Who Do You Work For?

The Business, a nearly omnipotent enterprise, is so infinitely discreet that even its top executives are vague about its actual business. It predates the Christian church and counts among its vast riches dozens of Michelangelo's pornographic paintings and several sets of Crown jewels. The only thing it lacks is political clout, a problem the Business plans to solve by buying a nation and joining the United Nations. Kate Telman, the Business's foremost expert on emerging technologies, is chosen to lead the effort. As this beautiful, ambitious American woman pursues the ultimate prize for her highly secretive transglobal employer, Iain Banks -- whom The Times of London calls "the most imaginative British novelist of his generation" -- offers a portrait of today's ubiquitous multinational corporations. Already a bestseller in England, The Business paints a picture that is at once wickedly satirical and frighteningly familiar.



The Business: A Novel Specifications


Iain Banks is a multi-generic, multi-task dream. On one hand, he's produced a series of science fiction novels (Feersum Endjinn, Inversions) that have achieved cult status in his native Britain. On the other hand, he has dipped into the world of contemporary fiction with a number of equally successful works (The Bridge, Complicity). Fans of both rely on Banks's acidic wit, elegantly clever prose, and sometimes befuddling but always fascinating plot twists.

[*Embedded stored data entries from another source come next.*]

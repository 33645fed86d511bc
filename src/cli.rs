use crate::connectivity::ConnectivityMonitor;
use crate::models::{EngineState, ItemId, PostDraft, QueueItem, now_ms};
use crate::queue::{Config, OfflineQueue};
use crate::server;
use crate::sync::{Delivery, JournalDelivery, SyncConfig};
use anyhow::Context;
use clap::{Args, Parser, Subcommand};
use serde_json::Value;
use std::path::PathBuf;
use std::sync::Arc;
use std::time::Duration;

/// Postbox CLI interface
#[derive(Parser, Debug)]
#[command(name = "postbox", about = "Offline-first delivery queue")]
pub struct Cli {
    #[command(flatten)]
    pub options: GlobalOptions,
    #[command(subcommand)]
    pub command: Commands,
}

#[derive(Args, Debug)]
pub struct GlobalOptions {
    /// SQLite database holding the queue
    #[arg(long, global = true, env = "POSTBOX_DB")]
    pub db: Option<PathBuf>,
    /// NDJSON file delivered items are appended to
    #[arg(long, global = true, env = "POSTBOX_JOURNAL", default_value = "delivered.ndjson")]
    pub journal: PathBuf,
    /// Per-attempt delivery timeout in ms
    #[arg(long, global = true, default_value_t = 30_000)]
    pub timeout_ms: u64,
    /// First retry delay in ms
    #[arg(long, global = true, default_value_t = 2_000)]
    pub backoff_base_ms: u64,
    /// Longest retry delay in ms
    #[arg(long, global = true, default_value_t = 300_000)]
    pub backoff_max_ms: u64,
    /// Treat the network as unreachable: queue without delivering
    #[arg(long, global = true)]
    pub offline: bool,
}

#[derive(Subcommand, Debug)]
pub enum Commands {
    /// Run the HTTP server
    Serve {
        /// Port to listen on
        #[arg(short, long, default_value_t = 8888)]
        port: u16,
    },
    /// Queue a post (or any JSON payload with --payload)
    Enqueue {
        #[arg(long, default_value = "")]
        image: String,
        #[arg(long, default_value = "")]
        caption: String,
        #[arg(long, default_value = "")]
        location: String,
        /// Inline JSON payload, replaces the post fields
        #[arg(long)]
        payload: Option<String>,
    },
    /// List queued items
    List,
    /// Run one drain pass and wait for it to finish
    Sync,
    /// Put a failed item back in line
    Requeue {
        /// Item ID
        id: ItemId,
    },
    /// Discard every queued item
    Clear,
}

impl GlobalOptions {
    fn config(&self) -> Config {
        let mut cfg = Config::default();
        if let Some(db) = &self.db {
            cfg.db_path = db.clone();
        }
        cfg.sync = SyncConfig {
            attempt_timeout: Duration::from_millis(self.timeout_ms),
            backoff_base: Duration::from_millis(self.backoff_base_ms),
            backoff_max: Duration::from_millis(self.backoff_max_ms),
            // One-shot commands decide themselves whether to drain.
            sync_on_start: false,
        };
        cfg
    }

    fn delivery(&self) -> Arc<dyn Delivery> {
        Arc::new(JournalDelivery::new(&self.journal))
    }

    async fn open_queue(&self) -> anyhow::Result<OfflineQueue> {
        // One-shot commands have no host signal; --offline stands in for it.
        let monitor = ConnectivityMonitor::new((!self.offline).into());
        OfflineQueue::open_sqlite(&self.config(), self.delivery(), monitor)
            .await
            .context("Failed to open queue")
    }
}

impl Cli {
    pub async fn run(self) -> anyhow::Result<()> {
        let options = self.options;
        match self.command {
            Commands::Serve { port } => {
                let mut cfg = options.config();
                cfg.sync.sync_on_start = true;
                server::run_server(port, cfg, options.delivery()).await?;
            }
            Commands::Enqueue { image, caption, location, payload } => {
                let value: Value = match payload {
                    Some(raw) => serde_json::from_str(&raw)
                        .context("Invalid JSON payload")?,
                    None => serde_json::to_value(PostDraft { image, caption, location })?,
                };
                let queue = options.open_queue().await?;
                let id = queue.enqueue(&value).await.context("Error enqueueing item")?;
                queue.settled().await;
                println!("Queued {}", id);
            }
            Commands::List => {
                let queue = options.open_queue().await?;
                let items = queue.pending().await.context("Error listing queue")?;
                print_items(&items);
            }
            Commands::Sync => {
                let queue = options.open_queue().await?;
                let before = queue.pending().await?.len();
                if !queue.trigger_sync() {
                    println!("Sync already in progress");
                }
                let state = queue.settled().await;
                let after = queue.pending().await?;
                println!(
                    "Delivered {} item(s), {} remaining",
                    before.saturating_sub(after.len()),
                    after.len()
                );
                if state == EngineState::Backoff {
                    println!("Some deliveries failed and will be retried");
                }
            }
            Commands::Requeue { id } => {
                let queue = options.open_queue().await?;
                if queue.requeue(id).await.context("Error requeueing item")? {
                    queue.settled().await;
                    println!("Requeued {}", id);
                } else {
                    println!("Item {} has not failed", id);
                }
            }
            Commands::Clear => {
                let queue = options.open_queue().await?;
                queue.clear().await.context("Error clearing queue")?;
                println!("Cleared queue");
            }
        }
        Ok(())
    }
}

fn print_items(items: &[QueueItem]) {
    if items.is_empty() {
        println!("Queue is empty");
        return;
    }
    let now = now_ms();
    println!("{:<38} {:<10} {:<9} {}", "ID", "QUEUED", "ATTEMPTS", "STATUS");
    for item in items {
        let status = match item.failure_reason() {
            Some(reason) => format!("failed: {reason}"),
            None => "pending".to_string(),
        };
        println!(
            "{:<38} {:<10} {:<9} {}",
            item.id,
            age_label(item.age(now)),
            item.attempt_count,
            status
        );
    }
}

/// Short "queued 3m ago" style label.
pub fn age_label(age: Duration) -> String {
    let secs = age.as_secs();
    match secs {
        0..60 => "just now".to_string(),
        60..3_600 => format!("{}m ago", secs / 60),
        3_600..86_400 => format!("{}h ago", secs / 3_600),
        _ => format!("{}d ago", secs / 86_400),
    }
}

#[cfg(test)]
mod tests {
    use super::*;

    #[test]
    fn age_labels() {
        assert_eq!(age_label(Duration::from_secs(5)), "just now");
        assert_eq!(age_label(Duration::from_secs(180)), "3m ago");
        assert_eq!(age_label(Duration::from_secs(7_200)), "2h ago");
        assert_eq!(age_label(Duration::from_secs(3 * 86_400)), "3d ago");
    }
}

The Business, a sly satire of corporate success, begins with every promise of fulfilling those standards. Kathryn Telman, "a senior executive officer, third level (counting from the top) in a commercial organization which has had many different names through the ages but which, these days, we usually just refer to as the Business," has been selected to negotiate the Business's purchase of the sovereign state of Thulahn (where "the royal palace is heated by yak dung" and the "national sport is emigration"). Corporate takeovers are small potatoes compared to the acquisition of an entire country, and Kathryn's politely scheming superiors have set their sights on a seat at the United Nations and the "unrestricted use of that perfect smuggling route called the diplomatic bag."

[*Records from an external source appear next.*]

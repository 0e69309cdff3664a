//! Traced database connection wrapper.
//!
//! Wraps a [`Connection`] and logs every statement via tracing.

use sqlx::mysql::MySqlRow;
use sqlx::{Executor, MySqlPool, Row};
use std::future::Future;
use std::pin::Pin;
use tracing::Instrument;

/// Boxed future returned by [`Connection`] methods.
pub type BoxFuture<'a, T> = Pin<Box<dyn Future<Output = T> + Send + 'a>>;

/// Trait for database connections mysync can run statements on.
///
/// Implemented for `sqlx::MySqlPool`. Statements carry no parameters, so they
/// are sent over the text protocol.
pub trait Connection: Send + Sync {
    /// Execute a statement, returning the number of rows affected.
    fn execute<'a>(&'a self, sql: &'a str) -> BoxFuture<'a, Result<u64, sqlx::Error>>;

    /// Run a query and return every row with each column decoded as text.
    fn fetch_text<'a>(&'a self, sql: &'a str)
    -> BoxFuture<'a, Result<Vec<Vec<String>>, sqlx::Error>>;
}

impl Connection for MySqlPool {
    fn execute<'a>(&'a self, sql: &'a str) -> BoxFuture<'a, Result<u64, sqlx::Error>> {
        Box::pin(async move {
            let result = Executor::execute(self, sql).await?;
            Ok(result.rows_affected())
        })
    }

    fn fetch_text<'a>(
        &'a self,
        sql: &'a str,
    ) -> BoxFuture<'a, Result<Vec<Vec<String>>, sqlx::Error>> {
        Box::pin(async move {
            let rows = Executor::fetch_all(self, sql).await?;
            rows.iter()
                .map(|row| {
                    (0..row.len())
                        .map(|i| decode_text(row, i))
                        .collect::<Result<Vec<_>, _>>()
                })
                .collect()
        })
    }
}

// `SHOW CREATE TABLE` comes back as binary under some collations.
fn decode_text(row: &MySqlRow, index: usize) -> Result<String, sqlx::Error> {
    match row.try_get::<String, _>(index) {
        Ok(text) => Ok(text),
        Err(_) => {
            let bytes: Vec<u8> = row.try_get(index)?;
            Ok(String::from_utf8_lossy(&bytes).into_owned())
        }
    }
}

/// A wrapper around a connection that logs all statements via tracing.
///
/// # Example
///
/// ```ignore
/// use mysync::ConnectionExt;
///
/// let traced = pool.traced();
/// traced.execute("ALTER TABLE student DROP COLUMN name").await?;
/// ```
pub struct TracedConn<'a, C: Connection + ?Sized> {
    conn: &'a C,
}

impl<'a, C: Connection + ?Sized> TracedConn<'a, C> {
    pub fn new(conn: &'a C) -> Self {
        Self { conn }
    }

    /// Execute a statement, returning the number of rows affected.
    pub async fn execute(&self, sql: &str) -> Result<u64, sqlx::Error> {
        let span = tracing::debug_span!(
            "db.execute",
            sql = %sql,
            affected = tracing::field::Empty,
        );
        let affected = self.conn.execute(sql).instrument(span.clone()).await?;
        span.record("affected", affected);
        Ok(affected)
    }

    /// Run a query, returning all rows as text.
    pub async fn fetch_text(&self, sql: &str) -> Result<Vec<Vec<String>>, sqlx::Error> {
        let span = tracing::debug_span!(
            "db.query",
            sql = %sql,
            rows = tracing::field::Empty,
        );
        let rows = self.conn.fetch_text(sql).instrument(span.clone()).await?;
        span.record("rows", rows.len());
        Ok(rows)
    }
}

/// Extension trait to get a traced wrapper from a connection.
pub trait ConnectionExt: Connection {
    /// Wrap this connection in a `TracedConn` for statement logging.
    fn traced(&self) -> TracedConn<'_, Self> {
        TracedConn::new(self)
    }
}

impl<C: Connection + ?Sized> ConnectionExt for C {}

Kathryn's voice, at once polished and gritty, is the novel's strongest point. Her wry dissections of the Business, its motives and ambitions, its members, and the delightful irony of negotiating with Thulahn's crown prince (who is more interested in matrimony than marketeering) are sheer reading pleasure. And the notion of an ancient, omnipotent, secretive corporation is a great starting point for any number of stories. But The Business is, sadly, next to bankrupt on the level of plot. Of the two storylines that structure the novel (the takeover of Thulahn and Kathryn's growing suspicion of high-level fraud), neither amounts to much. Their development and resolution, such as they are, seem so haphazard that the reader might wonder whether Banks just lost interest in his own story.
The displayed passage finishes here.